***** PROVIDED INFORMATION *****
//! Scene-model: één gedeelde embedding plus de benoemde geometrieën die eruit putten.
//!
//! Een [`Scene`] lockt niets. Alle muterende aanroepen op één scene moeten door
//! de eigenaar worden geserialiseerd, normaal de [`Session`](crate::session::Session)
//! die het kanaal van de scene afhandelt.

use std::collections::HashMap;
use std::fmt;

use thiserror::Error;

use crate::bulk::BulkChannelError;

mod embedding;
mod payload;
mod view;

pub use embedding::{Embedding, Point};
pub use payload::GeometryPayload;
pub use view::GeometryView;

pub type SceneResult<T> = Result<T, SceneError>;

/// Tot welke indexruimte een ongeldige index behoort.
#[derive(Debug, Copy, Clone, PartialEq, Eq)]
pub enum IndexKind {
    /// Lokale vertex-index van een geometrie.
    Local,
    /// Vertex-index in de embedding.
    Embedding,
    /// Positie van een geometrie binnen de scene.
    Geometry,
}

impl fmt::Display for IndexKind {
    fn fmt(&self, f: &mut fmt::Formatter<'_>) -> fmt::Result {
        match self {
            Self::Local => f.write_str("lokale vertex"),
            Self::Embedding => f.write_str("embedding-vertex"),
            Self::Geometry => f.write_str("geometrie"),
        }
    }
}

/// Adres- en structuurfouten. Geen enkele laat een halve schrijfactie achter.
#[derive(Debug, Clone, PartialEq, Eq, Error)]
pub enum SceneError {
    #[error("onbekende geometrie `{0}`")]
    UnknownGeometry(String),
    #[error("{what}-index {index} valt buiten bereik (lengte {len})")]
    IndexOutOfRange {
        what: IndexKind,
        index: usize,
        len: usize,
    },
    #[error("label `{0}` is geen embedding-index")]
    MalformedLabel(String),
    #[error("verwacht {expected} coördinaten, kreeg er {found}")]
    DimensionMismatch { expected: usize, found: usize },
    #[error("geometrie `{0}` bestaat al in de scene")]
    DuplicateGeometry(String),
    #[error("geometrie `{geometry}` heeft {found} vertices, de index map heeft er {expected}")]
    VertexCountMismatch {
        geometry: String,
        expected: usize,
        found: usize,
    },
}

/// Eigenaar van één embedding en de bijbehorende geometry views.
#[derive(Debug, Clone)]
pub struct Scene {
    name: String,
    embedding: Embedding,
    views: Vec<GeometryView>,
    name_index: HashMap<String, usize>,
    forward_failures: usize,
}

impl Scene {
    /// Bouwt een live scene. Dynamische views worden direct met de embedding
    /// gesynchroniseerd.
    pub fn new(
        title: impl Into<String>,
        embedding: Embedding,
        views: Vec<GeometryView>,
    ) -> SceneResult<Self> {
        let mut scene = Self {
            name: title.into(),
            embedding,
            views: Vec::with_capacity(views.len()),
            name_index: HashMap::new(),
            forward_failures: 0,
        };
        for view in views {
            scene.add_view(view)?;
        }
        Ok(scene)
    }

    /// Voegt een view toe en geeft de positie terug.
    pub fn add_view(&mut self, mut view: GeometryView) -> SceneResult<usize> {
        if self.name_index.contains_key(view.name()) {
            return Err(SceneError::DuplicateGeometry(view.name().to_owned()));
        }
        let len = self.embedding.len();
        if let Some(&index) = view.index_map().iter().find(|&&index| index >= len) {
            return Err(SceneError::IndexOutOfRange {
                what: IndexKind::Embedding,
                index,
                len,
            });
        }

        view.update(&self.embedding);
        let position = self.views.len();
        self.name_index.insert(view.name().to_owned(), position);
        self.views.push(view);
        Ok(position)
    }

    #[must_use]
    pub fn name(&self) -> &str {
        &self.name
    }

    #[must_use]
    pub fn embedding(&self) -> &Embedding {
        &self.embedding
    }

    #[must_use]
    pub fn views(&self) -> &[GeometryView] {
        &self.views
    }

    #[must_use]
    pub fn geometry_count(&self) -> usize {
        self.views.len()
    }

    #[must_use]
    pub fn view_index(&self, name: &str) -> Option<usize> {
        self.name_index.get(name).copied()
    }

    #[must_use]
    pub fn view(&self, name: &str) -> Option<&GeometryView> {
        self.view_index(name).map(|idx| &self.views[idx])
    }

    /// Directe payload-toegang voor bewerkingen door de host, zoals vertices markeren.
    pub fn payload_mut(&mut self, name: &str) -> SceneResult<&mut dyn GeometryPayload> {
        let idx = self
            .view_index(name)
            .ok_or_else(|| SceneError::UnknownGeometry(name.to_owned()))?;
        Ok(self.views[idx].payload_mut())
    }

    /// Zoekt de embedding-index bij een lokale vertex van een geometrie.
    pub fn vertex_index(&self, geometry: &str, local: usize) -> SceneResult<usize> {
        self.view(geometry)
            .ok_or_else(|| SceneError::UnknownGeometry(geometry.to_owned()))?
            .vertex_index(local)
    }

    /// Aantal mislukte doorzendingen naar het bulkkanaal. Een mislukte
    /// doorzending draait de schrijfactie in de embedding nooit terug.
    #[must_use]
    pub fn forward_failures(&self) -> usize {
        self.forward_failures
    }

    /// Verplaatst één vertex van `geometry` en zet de nieuwe positie door naar
    /// elke dynamische view. Geeft de geschreven embedding-index terug.
    ///
    /// Het adres wordt volledig gecontroleerd vóór de enige schrijfactie.
    pub fn move_vertex(
        &mut self,
        geometry: &str,
        local: usize,
        coords: &[f64],
    ) -> SceneResult<usize> {
        let target = self.vertex_index(geometry, local)?;
        self.check_dim(coords.len())?;

        let forwarded = self.embedding.set_point_coords(target, coords);
        self.report_forward(forwarded);
        self.refresh_dynamic_views();
        Ok(target)
    }

    /// Voegt `new_points` samen met de embedding en ververst elke dynamische view.
    ///
    /// Punten met een label komen op de index die het label noemt; punten zonder
    /// label op hun positie in `new_points`. Alle labels van de batch worden
    /// gecontroleerd voordat er iets geschreven wordt. Een label mag de embedding
    /// hooguit met het aantal binnenkomende punten laten groeien. Met `clear_tags`
    /// worden eerst alle markeringen gewist.
    ///
    /// Draagt `new_points` een ander bulkkanaal dan de scene, dan volgt de scene
    /// voortaan dat nieuwe kanaal.
    pub fn update(&mut self, new_points: &Embedding, clear_tags: bool) -> SceneResult<()> {
        if !new_points.is_empty() && self.embedding.dim() != 0 {
            self.check_dim(new_points.dim())?;
        }
        let limit = merge_limit(self.embedding.len(), new_points.len());
        let targets = new_points
            .points()
            .iter()
            .enumerate()
            .map(|(position, point)| match point.label.as_deref() {
                Some(label) => parse_label(label, limit),
                None => Ok(position),
            })
            .collect::<SceneResult<Vec<usize>>>()?;

        if !new_points.name().is_empty() {
            self.name = new_points.name().to_owned();
            self.embedding.set_name(new_points.name());
        }
        if clear_tags {
            self.embedding.mark_all_false();
            for view in self.views.iter_mut().filter(|view| view.is_dynamic()) {
                view.clear_marks();
            }
        }

        let same_channel = match (new_points.bulk(), self.embedding.bulk()) {
            (Some(incoming), Some(current)) => incoming.key() == current.key(),
            _ => false,
        };
        if let Some(handle) = new_points.bulk().filter(|_| !same_channel) {
            log::debug!("scene `{}` volgt nu bulkkanaal {}", self.name, handle.key());
            self.embedding.attach_bulk(handle.clone());
        }

        if !new_points.is_empty() {
            self.embedding.adopt_dim(new_points.dim());
        }
        self.embedding.grow_to(new_points.len());
        for (point, &target) in new_points.points().iter().zip(&targets) {
            self.embedding.load_point_coords(target, &point.coords);
            let unlabeled = self
                .embedding
                .point(target)
                .is_some_and(|existing| existing.label.is_none());
            if unlabeled && point.label.is_some() {
                self.embedding.set_label(target, point.label.clone())?;
            }
        }
        if !same_channel && !targets.is_empty() {
            let forwarded = self.embedding.flush_bulk();
            self.report_forward(forwarded);
        }

        self.refresh_dynamic_views();
        Ok(())
    }

    /// Verzamelt de gemarkeerde vertices van elke view als embedding-indices, in
    /// view-volgorde en daarbinnen lokale volgorde. Dubbelen blijven staan: twee
    /// views die dezelfde vertex markeren, leveren die twee keer op.
    ///
    /// De payload-positie van elke gemarkeerde vertex wordt teruggeschreven in de
    /// embedding en de markering daar gezet; alle andere markeringen vervallen.
    pub fn collect_marked_vertices(&mut self) -> Vec<usize> {
        self.embedding.mark_all_false();

        let dim = self.embedding.dim();
        let mut marked = Vec::new();
        for view in &self.views {
            let payload = view.payload();
            for (local, &global) in view.index_map().iter().enumerate() {
                if !payload.get_marked(local) {
                    continue;
                }
                match payload.vertex_coords(local) {
                    Some(coords) if coords.len() == dim || dim == 0 => {
                        self.embedding.load_point_coords(global, coords);
                    }
                    _ => log::warn!(
                        "marked vertex {local} of `{}` has no usable coordinates",
                        view.name()
                    ),
                }
                if self.embedding.set_marked(global, true).is_ok() {
                    marked.push(global);
                }
            }
        }

        if !marked.is_empty() {
            let forwarded = self.embedding.flush_bulk();
            self.report_forward(forwarded);
        }
        marked
    }

    /// [`Scene::collect_marked_vertices`] met indices in hun tekstvorm.
    pub fn get_marked_vertices(&mut self) -> Vec<String> {
        self.collect_marked_vertices()
            .into_iter()
            .map(|index| index.to_string())
            .collect()
    }

    /// Vervangt de payload op `position` door een kopie van `payload`. De index
    /// map en de dynamic-vlag blijven staan.
    pub fn set_geometry_at(
        &mut self,
        position: usize,
        payload: &dyn GeometryPayload,
    ) -> SceneResult<()> {
        let old_name = self.view_at(position)?.name().to_owned();
        let new_name = payload.name();
        if new_name != old_name && self.name_index.contains_key(new_name) {
            return Err(SceneError::DuplicateGeometry(new_name.to_owned()));
        }

        self.views[position].replace_payload(payload)?;
        if new_name != old_name {
            self.name_index.remove(&old_name);
            self.name_index.insert(new_name.to_owned(), position);
        }
        Ok(())
    }

    /// Geeft een kopie van de payload op `position`.
    pub fn get_geometry_at(&self, position: usize) -> SceneResult<Box<dyn GeometryPayload>> {
        Ok(self.view_at(position)?.payload().copy())
    }

    fn view_at(&self, position: usize) -> SceneResult<&GeometryView> {
        self.views.get(position).ok_or(SceneError::IndexOutOfRange {
            what: IndexKind::Geometry,
            index: position,
            len: self.views.len(),
        })
    }

    fn check_dim(&self, found: usize) -> SceneResult<()> {
        let expected = self.embedding.dim();
        if expected != 0 && expected != found {
            return Err(SceneError::DimensionMismatch { expected, found });
        }
        Ok(())
    }

    fn refresh_dynamic_views(&mut self) {
        for view in self.views.iter_mut().filter(|view| view.is_dynamic()) {
            view.update(&self.embedding);
        }
    }

    fn report_forward(&mut self, result: Result<(), BulkChannelError>) {
        if let Err(err) = result {
            self.forward_failures += 1;
            log::warn!("bulk forward for scene `{}` failed: {err}", self.name);
        }
    }
}

/// Hoogste index (exclusief) die een label-merge mag beschrijven: de embedding
/// groeit per merge hooguit met het aantal binnenkomende punten.
fn merge_limit(current: usize, incoming: usize) -> usize {
    current.max(incoming).saturating_add(incoming)
}

fn parse_label(label: &str, limit: usize) -> SceneResult<usize> {
    let index = label
        .trim()
        .parse::<usize>()
        .map_err(|_| SceneError::MalformedLabel(label.to_owned()))?;
    if index >= limit {
        return Err(SceneError::IndexOutOfRange {
            what: IndexKind::Embedding,
            index,
            len: limit,
        });
    }
    Ok(index)
}
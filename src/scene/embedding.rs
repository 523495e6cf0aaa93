//! De gedeelde coördinatenruimte achter elke geometrie van een scene.

use crate::bulk::{BulkChannelError, BulkHandle};

use super::{IndexKind, SceneError, SceneResult};

/// Eén vertex van de embedding.
#[derive(Debug, Clone, PartialEq, Default)]
pub struct Point {
    pub coords: Vec<f64>,
    /// Externe identiteit; bij een merge op label wijst die de doelindex aan.
    pub label: Option<String>,
    pub marked: bool,
}

impl Point {
    #[must_use]
    pub fn new(coords: Vec<f64>) -> Self {
        Self {
            coords,
            label: None,
            marked: false,
        }
    }

    #[must_use]
    pub fn labeled(coords: Vec<f64>, label: impl Into<String>) -> Self {
        Self {
            coords,
            label: Some(label.into()),
            marked: false,
        }
    }

    #[must_use]
    pub fn dim(&self) -> usize {
        self.coords.len()
    }
}

/// Geordende reeks punten die alleen groeit. Index `i` is de vaste vertex-id
/// waar elke [`GeometryView`](super::GeometryView) naar verwijst.
///
/// Een embedding kan aan een bulkkanaal gekoppeld zijn; schrijfacties via
/// [`Embedding::set_point_coords`] gaan dan naar beste vermogen door naar dat kanaal.
#[derive(Debug, Default)]
pub struct Embedding {
    name: String,
    dim: usize,
    points: Vec<Point>,
    bulk: Option<BulkHandle>,
}

impl Embedding {
    /// Maakt een lege embedding. Een `dim` van nul betekent "nog onbekend": de
    /// eerste schrijfactie of bulk-read bepaalt die.
    #[must_use]
    pub fn new(name: impl Into<String>, dim: usize) -> Self {
        Self {
            name: name.into(),
            dim,
            points: Vec::new(),
            bulk: None,
        }
    }

    /// Maakt een embedding met `count` punten op nul.
    #[must_use]
    pub fn with_len(name: impl Into<String>, dim: usize, count: usize) -> Self {
        let mut embedding = Self::new(name, dim);
        embedding.grow_to(count);
        embedding
    }

    /// Bouwt een embedding uit al gedecodeerde punten. Alle punten moeten
    /// dezelfde dimensie hebben.
    pub fn from_points(name: impl Into<String>, points: Vec<Point>) -> SceneResult<Self> {
        let dim = points.first().map_or(0, Point::dim);
        if let Some(bad) = points.iter().find(|point| point.dim() != dim) {
            return Err(SceneError::DimensionMismatch {
                expected: dim,
                found: bad.dim(),
            });
        }

        Ok(Self {
            name: name.into(),
            dim,
            points,
            bulk: None,
        })
    }

    #[must_use]
    pub fn name(&self) -> &str {
        &self.name
    }

    pub fn set_name(&mut self, name: impl Into<String>) {
        self.name = name.into();
    }

    #[must_use]
    pub fn dim(&self) -> usize {
        self.dim
    }

    #[must_use]
    pub fn len(&self) -> usize {
        self.points.len()
    }

    #[must_use]
    pub fn is_empty(&self) -> bool {
        self.points.is_empty()
    }

    #[must_use]
    pub fn points(&self) -> &[Point] {
        &self.points
    }

    #[must_use]
    pub fn point(&self, index: usize) -> Option<&Point> {
        self.points.get(index)
    }

    #[must_use]
    pub fn coords(&self, index: usize) -> Option<&[f64]> {
        self.points.get(index).map(|point| point.coords.as_slice())
    }

    /// Legt de dimensie vast van een embedding waarvan die nog onbekend is.
    ///
    /// Geeft `false` als de embedding al een andere dimensie heeft.
    pub fn adopt_dim(&mut self, dim: usize) -> bool {
        if self.dim == dim {
            return true;
        }
        if self.dim != 0 {
            return false;
        }

        self.dim = dim;
        for point in &mut self.points {
            point.coords.resize(dim, 0.0);
        }
        true
    }

    /// Vult de embedding aan met lege punten tot `count`. Kort nooit in.
    pub fn grow_to(&mut self, count: usize) {
        if count <= self.points.len() {
            return;
        }
        let dim = self.dim;
        self.points.resize_with(count, || Point::new(vec![0.0; dim]));
    }

    /// Schrijft `coords` op `index`, maakt het punt aan als het nog niet bestaat
    /// en zendt de schrijfactie door naar een gekoppeld bulkkanaal.
    ///
    /// Een mislukte doorzending komt terug als `Err`, maar de lokale schrijfactie
    /// is dan al gebeurd en wordt niet teruggedraaid.
    ///
    /// # Panics
    ///
    /// Panikeert als `coords` niet bij de dimensie van de embedding past. Code die
    /// externe invoer verwerkt, controleert de lengte vooraf.
    pub fn set_point_coords(&mut self, index: usize, coords: &[f64]) -> Result<(), BulkChannelError> {
        self.load_point_coords(index, coords);
        self.flush_bulk()
    }

    /// Als [`Embedding::set_point_coords`], maar zonder doorzending. Bulkkanalen
    /// vullen hiermee een embedding.
    ///
    /// # Panics
    ///
    /// Panikeert als `coords` niet bij de dimensie van de embedding past.
    pub fn load_point_coords(&mut self, index: usize, coords: &[f64]) {
        if self.dim == 0 {
            self.adopt_dim(coords.len());
        }
        assert_eq!(
            coords.len(),
            self.dim,
            "coordinate length does not match embedding dimension"
        );

        self.grow_to(index.saturating_add(1));
        self.points[index].coords.copy_from_slice(coords);
    }

    /// Zet het label van een bestaand punt.
    pub fn set_label(&mut self, index: usize, label: Option<String>) -> SceneResult<()> {
        let len = self.points.len();
        let point = self
            .points
            .get_mut(index)
            .ok_or(SceneError::IndexOutOfRange {
                what: IndexKind::Embedding,
                index,
                len,
            })?;
        point.label = label;
        Ok(())
    }

    pub fn set_marked(&mut self, index: usize, marked: bool) -> SceneResult<()> {
        let len = self.points.len();
        let point = self
            .points
            .get_mut(index)
            .ok_or(SceneError::IndexOutOfRange {
                what: IndexKind::Embedding,
                index,
                len,
            })?;
        point.marked = marked;
        Ok(())
    }

    pub fn mark_all_false(&mut self) {
        for point in &mut self.points {
            point.marked = false;
        }
    }

    /// Indices van alle gemarkeerde punten, oplopend.
    #[must_use]
    pub fn marked_indices(&self) -> Vec<usize> {
        self.points
            .iter()
            .enumerate()
            .filter_map(|(idx, point)| point.marked.then_some(idx))
            .collect()
    }

    pub fn attach_bulk(&mut self, handle: BulkHandle) {
        self.bulk = Some(handle);
    }

    pub fn detach_bulk(&mut self) -> Option<BulkHandle> {
        self.bulk.take()
    }

    #[must_use]
    pub fn bulk(&self) -> Option<&BulkHandle> {
        self.bulk.as_ref()
    }

    /// Stuurt alle punten door het gekoppelde bulkkanaal, als dat er is.
    pub fn flush_bulk(&self) -> Result<(), BulkChannelError> {
        match self.bulk.as_ref() {
            Some(handle) => handle.write_from(self),
            None => Ok(()),
        }
    }
}

/// Diepe kopie van de punten. De kopie is van elk bulkkanaal losgekoppeld, zodat
/// een momentopname nooit in het gedeelde geheugen van de producer schrijft.
impl Clone for Embedding {
    fn clone(&self) -> Self {
        Self {
            name: self.name.clone(),
            dim: self.dim,
            points: self.points.clone(),
            bulk: None,
        }
    }
}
*****
# ACTION ITEM:
Please copy each line of the records above in which the word "lengte" can be found.

# ANSWER SECTION:
    #[error("{what}-index {index} valt buiten bereik (lengte {len})")]
    /// externe invoer verwerkt, controleert de lengte vooraf.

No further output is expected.